**EXERCISE DESCRIPTION**
Once you reach the line containing "sheetbind client library." in the data below, restate each line word for word up to and including the one containing "<-> record marshalling".

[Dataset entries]
※ ※ ※
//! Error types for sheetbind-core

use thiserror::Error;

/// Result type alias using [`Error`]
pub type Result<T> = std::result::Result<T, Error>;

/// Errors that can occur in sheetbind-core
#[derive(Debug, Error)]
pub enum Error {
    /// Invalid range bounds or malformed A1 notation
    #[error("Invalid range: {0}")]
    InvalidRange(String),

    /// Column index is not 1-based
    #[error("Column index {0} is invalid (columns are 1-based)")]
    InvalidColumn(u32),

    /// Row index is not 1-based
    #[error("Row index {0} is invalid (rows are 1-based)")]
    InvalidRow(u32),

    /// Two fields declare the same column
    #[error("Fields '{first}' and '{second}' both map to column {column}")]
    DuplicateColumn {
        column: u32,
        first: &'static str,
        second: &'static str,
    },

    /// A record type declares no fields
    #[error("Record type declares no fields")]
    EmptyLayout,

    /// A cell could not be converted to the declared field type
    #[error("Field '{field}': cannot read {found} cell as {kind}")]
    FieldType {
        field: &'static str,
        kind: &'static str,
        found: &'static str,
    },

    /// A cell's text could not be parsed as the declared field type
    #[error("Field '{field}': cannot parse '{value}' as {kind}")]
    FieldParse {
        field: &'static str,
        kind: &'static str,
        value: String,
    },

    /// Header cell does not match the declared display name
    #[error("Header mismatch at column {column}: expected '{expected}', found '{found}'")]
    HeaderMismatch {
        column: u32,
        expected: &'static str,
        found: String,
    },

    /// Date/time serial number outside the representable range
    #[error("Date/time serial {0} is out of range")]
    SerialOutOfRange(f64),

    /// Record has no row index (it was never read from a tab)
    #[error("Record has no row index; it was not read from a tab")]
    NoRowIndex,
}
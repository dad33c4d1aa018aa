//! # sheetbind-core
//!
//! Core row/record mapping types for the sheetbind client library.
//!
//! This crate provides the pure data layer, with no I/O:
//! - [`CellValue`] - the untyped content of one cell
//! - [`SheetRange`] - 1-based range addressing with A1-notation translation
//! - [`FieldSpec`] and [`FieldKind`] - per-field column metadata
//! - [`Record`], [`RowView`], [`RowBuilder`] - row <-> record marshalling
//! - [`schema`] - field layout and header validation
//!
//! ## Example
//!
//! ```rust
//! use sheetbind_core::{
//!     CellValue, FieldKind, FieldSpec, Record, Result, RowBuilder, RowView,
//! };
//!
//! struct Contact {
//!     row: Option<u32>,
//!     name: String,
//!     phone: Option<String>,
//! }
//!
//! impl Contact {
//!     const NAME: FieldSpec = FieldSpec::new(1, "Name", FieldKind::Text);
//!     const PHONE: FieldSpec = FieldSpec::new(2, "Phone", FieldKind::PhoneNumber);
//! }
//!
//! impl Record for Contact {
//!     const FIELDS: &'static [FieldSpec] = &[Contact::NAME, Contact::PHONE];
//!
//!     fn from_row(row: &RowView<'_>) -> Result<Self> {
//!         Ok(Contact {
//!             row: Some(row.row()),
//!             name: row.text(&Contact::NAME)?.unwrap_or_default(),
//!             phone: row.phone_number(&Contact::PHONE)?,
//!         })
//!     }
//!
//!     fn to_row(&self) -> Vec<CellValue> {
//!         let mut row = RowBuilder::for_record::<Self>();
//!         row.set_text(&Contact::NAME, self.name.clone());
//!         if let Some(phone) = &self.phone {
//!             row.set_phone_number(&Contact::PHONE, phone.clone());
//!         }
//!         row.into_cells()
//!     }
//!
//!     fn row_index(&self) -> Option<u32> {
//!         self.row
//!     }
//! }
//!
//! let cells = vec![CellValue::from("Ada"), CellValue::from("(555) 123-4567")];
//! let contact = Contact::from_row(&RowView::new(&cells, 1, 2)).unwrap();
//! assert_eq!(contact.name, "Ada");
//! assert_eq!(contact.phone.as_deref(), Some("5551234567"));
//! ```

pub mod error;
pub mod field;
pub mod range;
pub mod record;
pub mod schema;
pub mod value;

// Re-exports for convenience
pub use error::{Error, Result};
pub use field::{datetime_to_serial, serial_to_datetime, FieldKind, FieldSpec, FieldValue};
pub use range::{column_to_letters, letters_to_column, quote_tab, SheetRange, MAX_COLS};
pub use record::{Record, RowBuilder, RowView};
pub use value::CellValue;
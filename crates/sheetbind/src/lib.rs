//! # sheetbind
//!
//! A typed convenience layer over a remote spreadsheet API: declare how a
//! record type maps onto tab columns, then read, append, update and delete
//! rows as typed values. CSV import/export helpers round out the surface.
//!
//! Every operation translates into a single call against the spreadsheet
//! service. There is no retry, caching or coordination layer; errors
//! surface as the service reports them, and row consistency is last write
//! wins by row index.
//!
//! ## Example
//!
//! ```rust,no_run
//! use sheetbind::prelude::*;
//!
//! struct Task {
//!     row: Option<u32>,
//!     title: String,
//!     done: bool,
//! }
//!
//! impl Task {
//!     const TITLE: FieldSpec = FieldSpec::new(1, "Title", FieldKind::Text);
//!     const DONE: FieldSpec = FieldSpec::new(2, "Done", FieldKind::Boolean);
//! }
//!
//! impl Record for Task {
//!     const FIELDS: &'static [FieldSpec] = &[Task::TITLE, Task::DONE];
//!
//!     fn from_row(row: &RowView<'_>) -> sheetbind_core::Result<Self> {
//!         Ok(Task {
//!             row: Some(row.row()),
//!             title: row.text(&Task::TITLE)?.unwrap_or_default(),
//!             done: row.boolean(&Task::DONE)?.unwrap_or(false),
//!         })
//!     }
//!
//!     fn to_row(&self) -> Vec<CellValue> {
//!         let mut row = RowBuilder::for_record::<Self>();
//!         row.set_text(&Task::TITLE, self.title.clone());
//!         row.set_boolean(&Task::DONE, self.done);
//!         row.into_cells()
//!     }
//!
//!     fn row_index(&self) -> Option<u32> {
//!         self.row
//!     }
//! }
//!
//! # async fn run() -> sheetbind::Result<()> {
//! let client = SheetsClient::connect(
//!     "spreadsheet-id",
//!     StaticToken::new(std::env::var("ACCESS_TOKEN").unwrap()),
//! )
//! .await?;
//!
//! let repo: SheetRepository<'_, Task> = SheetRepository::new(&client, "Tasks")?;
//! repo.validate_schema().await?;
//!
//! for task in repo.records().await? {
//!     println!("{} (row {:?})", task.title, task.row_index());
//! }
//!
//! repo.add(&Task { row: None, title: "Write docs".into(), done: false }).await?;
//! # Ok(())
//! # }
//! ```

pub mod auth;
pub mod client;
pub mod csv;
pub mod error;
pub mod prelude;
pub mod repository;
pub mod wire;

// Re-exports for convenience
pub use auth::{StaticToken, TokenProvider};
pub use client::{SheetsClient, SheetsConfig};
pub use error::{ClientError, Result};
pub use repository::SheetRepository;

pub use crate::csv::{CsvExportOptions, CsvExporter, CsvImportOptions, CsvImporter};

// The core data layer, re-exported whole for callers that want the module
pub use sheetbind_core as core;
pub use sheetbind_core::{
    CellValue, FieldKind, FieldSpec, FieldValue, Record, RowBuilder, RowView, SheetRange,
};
※ ※ ※
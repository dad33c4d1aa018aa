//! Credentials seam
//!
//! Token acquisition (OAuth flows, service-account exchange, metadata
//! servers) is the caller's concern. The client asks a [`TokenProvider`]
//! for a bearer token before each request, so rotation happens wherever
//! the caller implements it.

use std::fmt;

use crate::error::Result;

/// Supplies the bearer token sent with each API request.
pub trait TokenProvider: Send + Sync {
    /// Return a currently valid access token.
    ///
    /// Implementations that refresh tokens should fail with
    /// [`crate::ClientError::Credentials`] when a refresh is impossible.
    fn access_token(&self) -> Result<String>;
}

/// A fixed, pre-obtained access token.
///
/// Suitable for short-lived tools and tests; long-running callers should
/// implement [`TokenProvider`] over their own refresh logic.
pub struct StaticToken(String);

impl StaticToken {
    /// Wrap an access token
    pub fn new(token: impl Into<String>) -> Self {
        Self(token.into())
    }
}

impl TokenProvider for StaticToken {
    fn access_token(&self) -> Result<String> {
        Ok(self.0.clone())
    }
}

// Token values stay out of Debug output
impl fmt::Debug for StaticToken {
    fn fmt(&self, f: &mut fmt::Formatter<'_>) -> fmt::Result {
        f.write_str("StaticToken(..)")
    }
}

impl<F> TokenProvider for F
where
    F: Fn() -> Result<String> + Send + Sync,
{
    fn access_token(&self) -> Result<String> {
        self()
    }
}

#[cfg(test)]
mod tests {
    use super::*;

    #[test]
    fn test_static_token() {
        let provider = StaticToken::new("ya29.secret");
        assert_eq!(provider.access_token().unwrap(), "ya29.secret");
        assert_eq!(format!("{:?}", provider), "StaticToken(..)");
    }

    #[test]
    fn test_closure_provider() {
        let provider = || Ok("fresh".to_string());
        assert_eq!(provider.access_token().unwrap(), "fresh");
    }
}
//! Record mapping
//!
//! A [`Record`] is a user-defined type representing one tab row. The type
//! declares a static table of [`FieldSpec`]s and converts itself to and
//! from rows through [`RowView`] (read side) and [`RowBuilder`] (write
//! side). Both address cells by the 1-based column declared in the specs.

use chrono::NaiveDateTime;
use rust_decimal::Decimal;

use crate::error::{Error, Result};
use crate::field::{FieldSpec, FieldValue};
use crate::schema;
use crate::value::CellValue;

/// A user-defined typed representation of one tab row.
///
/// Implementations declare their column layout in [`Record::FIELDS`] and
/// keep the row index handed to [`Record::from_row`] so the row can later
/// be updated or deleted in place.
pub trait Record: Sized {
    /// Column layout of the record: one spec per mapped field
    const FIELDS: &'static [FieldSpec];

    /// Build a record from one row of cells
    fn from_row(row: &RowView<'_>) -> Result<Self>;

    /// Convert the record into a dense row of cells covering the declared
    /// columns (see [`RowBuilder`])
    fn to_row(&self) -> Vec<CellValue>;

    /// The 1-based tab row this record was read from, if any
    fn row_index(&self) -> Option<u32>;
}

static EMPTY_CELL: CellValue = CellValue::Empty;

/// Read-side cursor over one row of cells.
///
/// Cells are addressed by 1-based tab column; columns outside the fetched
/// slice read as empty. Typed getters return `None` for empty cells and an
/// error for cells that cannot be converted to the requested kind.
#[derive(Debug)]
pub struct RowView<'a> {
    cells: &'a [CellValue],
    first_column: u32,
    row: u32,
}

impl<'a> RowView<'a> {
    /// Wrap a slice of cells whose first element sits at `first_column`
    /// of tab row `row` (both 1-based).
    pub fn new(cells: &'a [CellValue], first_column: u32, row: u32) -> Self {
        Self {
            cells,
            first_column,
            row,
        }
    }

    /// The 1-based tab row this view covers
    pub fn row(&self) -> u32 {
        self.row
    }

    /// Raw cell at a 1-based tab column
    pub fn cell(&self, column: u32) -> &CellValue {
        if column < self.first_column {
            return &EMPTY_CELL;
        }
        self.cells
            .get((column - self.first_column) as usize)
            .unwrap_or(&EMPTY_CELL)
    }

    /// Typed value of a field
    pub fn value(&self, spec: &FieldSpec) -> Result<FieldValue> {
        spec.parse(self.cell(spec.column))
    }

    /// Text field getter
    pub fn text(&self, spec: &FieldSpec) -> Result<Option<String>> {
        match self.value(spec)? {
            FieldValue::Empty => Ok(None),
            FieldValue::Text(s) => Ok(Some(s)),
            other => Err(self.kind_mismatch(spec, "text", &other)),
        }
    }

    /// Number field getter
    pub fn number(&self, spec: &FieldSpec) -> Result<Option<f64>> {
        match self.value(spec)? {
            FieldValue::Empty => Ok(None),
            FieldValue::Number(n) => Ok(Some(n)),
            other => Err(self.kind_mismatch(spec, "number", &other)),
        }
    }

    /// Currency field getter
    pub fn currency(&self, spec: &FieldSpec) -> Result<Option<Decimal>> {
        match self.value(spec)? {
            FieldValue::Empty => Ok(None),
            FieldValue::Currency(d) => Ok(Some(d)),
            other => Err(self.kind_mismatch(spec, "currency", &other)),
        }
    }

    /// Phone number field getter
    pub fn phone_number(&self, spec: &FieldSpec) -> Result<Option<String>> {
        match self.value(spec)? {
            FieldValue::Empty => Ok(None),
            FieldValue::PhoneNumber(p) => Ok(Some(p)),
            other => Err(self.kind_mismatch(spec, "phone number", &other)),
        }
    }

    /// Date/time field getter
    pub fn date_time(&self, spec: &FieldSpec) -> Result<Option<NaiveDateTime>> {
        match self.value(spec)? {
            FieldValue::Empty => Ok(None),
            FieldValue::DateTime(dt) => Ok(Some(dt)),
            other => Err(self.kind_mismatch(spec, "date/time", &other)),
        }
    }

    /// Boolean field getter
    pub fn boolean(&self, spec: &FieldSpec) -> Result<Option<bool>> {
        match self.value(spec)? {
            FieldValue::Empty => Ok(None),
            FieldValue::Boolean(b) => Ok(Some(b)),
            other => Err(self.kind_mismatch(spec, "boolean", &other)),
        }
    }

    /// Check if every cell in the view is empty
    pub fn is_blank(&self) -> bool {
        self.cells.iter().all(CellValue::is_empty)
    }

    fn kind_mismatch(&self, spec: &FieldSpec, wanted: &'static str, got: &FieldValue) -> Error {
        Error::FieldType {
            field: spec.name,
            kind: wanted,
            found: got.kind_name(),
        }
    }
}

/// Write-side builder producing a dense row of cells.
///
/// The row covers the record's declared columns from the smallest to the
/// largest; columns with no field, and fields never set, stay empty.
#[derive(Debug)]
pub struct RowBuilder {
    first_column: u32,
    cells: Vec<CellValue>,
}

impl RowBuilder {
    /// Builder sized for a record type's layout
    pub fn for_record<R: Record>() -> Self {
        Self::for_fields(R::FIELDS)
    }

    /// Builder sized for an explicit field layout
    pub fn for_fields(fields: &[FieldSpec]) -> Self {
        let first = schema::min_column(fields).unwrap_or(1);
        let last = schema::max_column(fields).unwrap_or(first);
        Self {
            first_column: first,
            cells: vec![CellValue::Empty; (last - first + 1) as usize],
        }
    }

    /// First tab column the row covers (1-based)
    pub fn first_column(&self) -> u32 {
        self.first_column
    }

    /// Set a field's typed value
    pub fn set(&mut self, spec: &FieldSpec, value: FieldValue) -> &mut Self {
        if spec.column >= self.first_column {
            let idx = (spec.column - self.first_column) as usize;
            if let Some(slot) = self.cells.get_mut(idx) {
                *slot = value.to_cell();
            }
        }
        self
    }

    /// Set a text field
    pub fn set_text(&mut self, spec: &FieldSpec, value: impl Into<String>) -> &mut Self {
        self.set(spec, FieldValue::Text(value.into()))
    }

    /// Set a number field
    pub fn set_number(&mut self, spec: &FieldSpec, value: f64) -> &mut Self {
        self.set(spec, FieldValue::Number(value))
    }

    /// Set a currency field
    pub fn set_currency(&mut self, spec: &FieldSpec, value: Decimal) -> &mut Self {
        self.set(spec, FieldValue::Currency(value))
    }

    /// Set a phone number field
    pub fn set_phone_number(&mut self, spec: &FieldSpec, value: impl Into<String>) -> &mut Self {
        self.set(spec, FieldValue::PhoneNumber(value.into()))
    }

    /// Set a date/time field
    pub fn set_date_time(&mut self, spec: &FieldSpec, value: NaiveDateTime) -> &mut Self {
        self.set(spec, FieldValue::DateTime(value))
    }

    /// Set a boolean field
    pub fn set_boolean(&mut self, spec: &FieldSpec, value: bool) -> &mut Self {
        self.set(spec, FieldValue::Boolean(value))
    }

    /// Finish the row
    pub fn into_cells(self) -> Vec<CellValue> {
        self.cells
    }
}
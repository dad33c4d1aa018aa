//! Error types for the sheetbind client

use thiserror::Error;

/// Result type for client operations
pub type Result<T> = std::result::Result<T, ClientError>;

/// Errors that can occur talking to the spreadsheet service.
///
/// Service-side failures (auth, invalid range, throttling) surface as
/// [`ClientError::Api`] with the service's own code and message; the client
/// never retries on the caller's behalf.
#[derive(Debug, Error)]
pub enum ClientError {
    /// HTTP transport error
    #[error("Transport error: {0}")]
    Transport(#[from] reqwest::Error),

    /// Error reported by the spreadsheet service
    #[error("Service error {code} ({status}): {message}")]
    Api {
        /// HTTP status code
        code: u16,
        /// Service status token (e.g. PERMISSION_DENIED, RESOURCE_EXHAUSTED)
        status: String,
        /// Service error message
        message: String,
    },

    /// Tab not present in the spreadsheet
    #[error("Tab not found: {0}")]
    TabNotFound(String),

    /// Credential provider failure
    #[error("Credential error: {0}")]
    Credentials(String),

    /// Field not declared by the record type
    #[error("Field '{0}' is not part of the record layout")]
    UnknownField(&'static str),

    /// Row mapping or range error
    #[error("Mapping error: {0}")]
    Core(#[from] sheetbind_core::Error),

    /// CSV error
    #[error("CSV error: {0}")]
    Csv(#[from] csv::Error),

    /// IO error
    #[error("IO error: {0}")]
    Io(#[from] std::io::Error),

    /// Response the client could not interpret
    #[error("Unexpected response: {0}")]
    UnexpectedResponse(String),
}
※ ※ ※
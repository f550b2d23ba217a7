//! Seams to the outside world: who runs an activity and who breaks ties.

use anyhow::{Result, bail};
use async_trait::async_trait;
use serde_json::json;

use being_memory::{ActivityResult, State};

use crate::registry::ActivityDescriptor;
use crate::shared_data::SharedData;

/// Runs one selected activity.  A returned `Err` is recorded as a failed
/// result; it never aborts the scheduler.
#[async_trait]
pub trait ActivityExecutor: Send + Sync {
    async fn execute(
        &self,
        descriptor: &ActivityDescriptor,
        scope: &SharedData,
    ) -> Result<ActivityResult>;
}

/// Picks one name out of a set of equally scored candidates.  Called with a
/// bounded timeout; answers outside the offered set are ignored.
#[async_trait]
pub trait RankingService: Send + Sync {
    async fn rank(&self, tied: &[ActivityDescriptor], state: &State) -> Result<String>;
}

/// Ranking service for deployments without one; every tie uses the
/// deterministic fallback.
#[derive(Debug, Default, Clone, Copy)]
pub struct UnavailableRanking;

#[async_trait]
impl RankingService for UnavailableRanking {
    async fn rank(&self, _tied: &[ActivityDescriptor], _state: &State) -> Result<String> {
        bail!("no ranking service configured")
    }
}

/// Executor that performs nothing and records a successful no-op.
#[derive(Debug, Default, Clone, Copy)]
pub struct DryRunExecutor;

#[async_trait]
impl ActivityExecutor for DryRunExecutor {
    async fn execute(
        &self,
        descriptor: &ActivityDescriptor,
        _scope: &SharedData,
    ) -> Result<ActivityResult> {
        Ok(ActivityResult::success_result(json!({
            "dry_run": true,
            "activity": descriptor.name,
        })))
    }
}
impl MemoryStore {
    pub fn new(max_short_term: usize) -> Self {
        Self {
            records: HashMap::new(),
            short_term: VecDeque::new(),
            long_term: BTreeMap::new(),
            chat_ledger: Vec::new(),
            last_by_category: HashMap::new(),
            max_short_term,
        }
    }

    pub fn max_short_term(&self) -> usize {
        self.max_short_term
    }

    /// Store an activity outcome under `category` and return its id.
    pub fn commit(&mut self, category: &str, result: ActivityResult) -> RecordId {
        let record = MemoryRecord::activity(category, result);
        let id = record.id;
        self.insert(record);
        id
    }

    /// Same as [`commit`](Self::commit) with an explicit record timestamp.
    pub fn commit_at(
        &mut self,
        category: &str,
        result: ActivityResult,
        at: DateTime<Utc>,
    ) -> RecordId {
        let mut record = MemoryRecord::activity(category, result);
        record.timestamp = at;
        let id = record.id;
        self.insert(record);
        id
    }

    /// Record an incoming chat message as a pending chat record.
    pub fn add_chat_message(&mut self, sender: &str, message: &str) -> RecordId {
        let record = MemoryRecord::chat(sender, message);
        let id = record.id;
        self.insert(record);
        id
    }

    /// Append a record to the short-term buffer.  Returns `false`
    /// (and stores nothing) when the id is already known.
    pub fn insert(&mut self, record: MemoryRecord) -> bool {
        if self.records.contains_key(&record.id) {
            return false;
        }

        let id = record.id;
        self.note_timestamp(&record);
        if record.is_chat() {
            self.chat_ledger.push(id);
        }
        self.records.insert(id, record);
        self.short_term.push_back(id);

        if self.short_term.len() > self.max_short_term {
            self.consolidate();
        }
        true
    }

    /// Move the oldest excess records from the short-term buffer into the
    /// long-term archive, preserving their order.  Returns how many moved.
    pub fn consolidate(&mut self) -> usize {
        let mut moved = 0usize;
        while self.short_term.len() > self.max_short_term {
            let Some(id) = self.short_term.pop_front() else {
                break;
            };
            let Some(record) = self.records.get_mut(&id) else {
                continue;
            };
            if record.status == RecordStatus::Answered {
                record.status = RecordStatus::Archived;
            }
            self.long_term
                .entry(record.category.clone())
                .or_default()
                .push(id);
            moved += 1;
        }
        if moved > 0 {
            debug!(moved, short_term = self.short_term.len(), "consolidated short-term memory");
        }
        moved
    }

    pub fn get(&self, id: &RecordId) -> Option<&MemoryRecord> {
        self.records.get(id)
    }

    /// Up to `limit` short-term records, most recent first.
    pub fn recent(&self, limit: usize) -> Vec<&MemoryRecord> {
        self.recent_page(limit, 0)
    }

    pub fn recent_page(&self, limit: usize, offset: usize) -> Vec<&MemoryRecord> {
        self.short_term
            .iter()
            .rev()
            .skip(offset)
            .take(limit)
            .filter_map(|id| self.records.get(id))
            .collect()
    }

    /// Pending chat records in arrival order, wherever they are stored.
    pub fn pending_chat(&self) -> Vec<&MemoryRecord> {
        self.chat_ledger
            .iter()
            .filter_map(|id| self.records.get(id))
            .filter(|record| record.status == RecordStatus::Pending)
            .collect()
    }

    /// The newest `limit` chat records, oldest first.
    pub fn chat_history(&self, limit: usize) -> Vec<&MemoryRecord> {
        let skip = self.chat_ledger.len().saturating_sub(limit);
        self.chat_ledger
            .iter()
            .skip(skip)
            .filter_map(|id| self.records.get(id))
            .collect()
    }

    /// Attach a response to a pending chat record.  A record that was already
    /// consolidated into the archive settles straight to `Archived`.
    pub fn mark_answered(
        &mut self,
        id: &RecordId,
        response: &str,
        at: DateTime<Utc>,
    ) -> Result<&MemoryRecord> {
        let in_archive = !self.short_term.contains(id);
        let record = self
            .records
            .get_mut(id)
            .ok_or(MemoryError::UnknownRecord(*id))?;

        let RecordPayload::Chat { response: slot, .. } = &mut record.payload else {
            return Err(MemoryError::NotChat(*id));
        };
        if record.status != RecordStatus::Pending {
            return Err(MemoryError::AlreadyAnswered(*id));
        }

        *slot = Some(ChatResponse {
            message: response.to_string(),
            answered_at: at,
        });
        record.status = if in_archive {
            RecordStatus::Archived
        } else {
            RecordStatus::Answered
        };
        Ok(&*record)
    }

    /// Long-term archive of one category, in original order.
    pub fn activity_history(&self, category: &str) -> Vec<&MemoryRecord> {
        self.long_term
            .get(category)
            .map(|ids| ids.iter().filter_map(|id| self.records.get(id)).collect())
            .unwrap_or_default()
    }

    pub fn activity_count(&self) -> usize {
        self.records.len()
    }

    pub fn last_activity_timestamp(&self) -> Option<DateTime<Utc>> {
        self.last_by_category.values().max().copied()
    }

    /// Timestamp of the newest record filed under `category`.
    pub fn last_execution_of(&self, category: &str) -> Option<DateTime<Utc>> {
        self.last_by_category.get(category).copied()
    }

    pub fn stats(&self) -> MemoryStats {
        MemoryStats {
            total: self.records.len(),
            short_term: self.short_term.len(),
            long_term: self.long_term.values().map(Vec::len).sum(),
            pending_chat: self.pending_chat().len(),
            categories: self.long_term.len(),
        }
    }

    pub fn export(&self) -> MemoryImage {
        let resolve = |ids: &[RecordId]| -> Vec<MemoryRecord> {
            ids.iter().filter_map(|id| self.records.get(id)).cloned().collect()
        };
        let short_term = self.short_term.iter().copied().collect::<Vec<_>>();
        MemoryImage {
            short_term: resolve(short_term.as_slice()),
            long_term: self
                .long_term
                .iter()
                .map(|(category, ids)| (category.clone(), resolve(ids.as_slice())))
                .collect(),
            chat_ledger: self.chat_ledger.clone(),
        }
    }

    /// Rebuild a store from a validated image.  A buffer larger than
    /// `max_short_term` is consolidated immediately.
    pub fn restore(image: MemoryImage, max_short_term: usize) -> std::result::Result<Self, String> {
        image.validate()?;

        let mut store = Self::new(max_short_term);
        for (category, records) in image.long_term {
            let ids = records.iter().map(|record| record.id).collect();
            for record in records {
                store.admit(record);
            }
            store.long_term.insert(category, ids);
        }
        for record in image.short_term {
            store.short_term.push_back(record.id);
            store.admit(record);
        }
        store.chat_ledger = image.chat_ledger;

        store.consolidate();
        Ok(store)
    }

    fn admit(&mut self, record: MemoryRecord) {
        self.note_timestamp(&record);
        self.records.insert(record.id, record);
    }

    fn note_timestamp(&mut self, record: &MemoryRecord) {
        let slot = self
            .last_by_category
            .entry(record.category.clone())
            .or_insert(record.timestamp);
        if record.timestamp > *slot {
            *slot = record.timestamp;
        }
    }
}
※ ※ ※
**ANSWER FOR THIS EXERCISE**
//! Core row/record mapping types for the sheetbind client library.
//!
//! This crate provides the pure data layer, with no I/O:
//! - [`CellValue`] - the untyped content of one cell
//! - [`SheetRange`] - 1-based range addressing with A1-notation translation
//! - [`FieldSpec`] and [`FieldKind`] - per-field column metadata
//! - [`Record`], [`RowView`], [`RowBuilder`] - row <-> record marshalling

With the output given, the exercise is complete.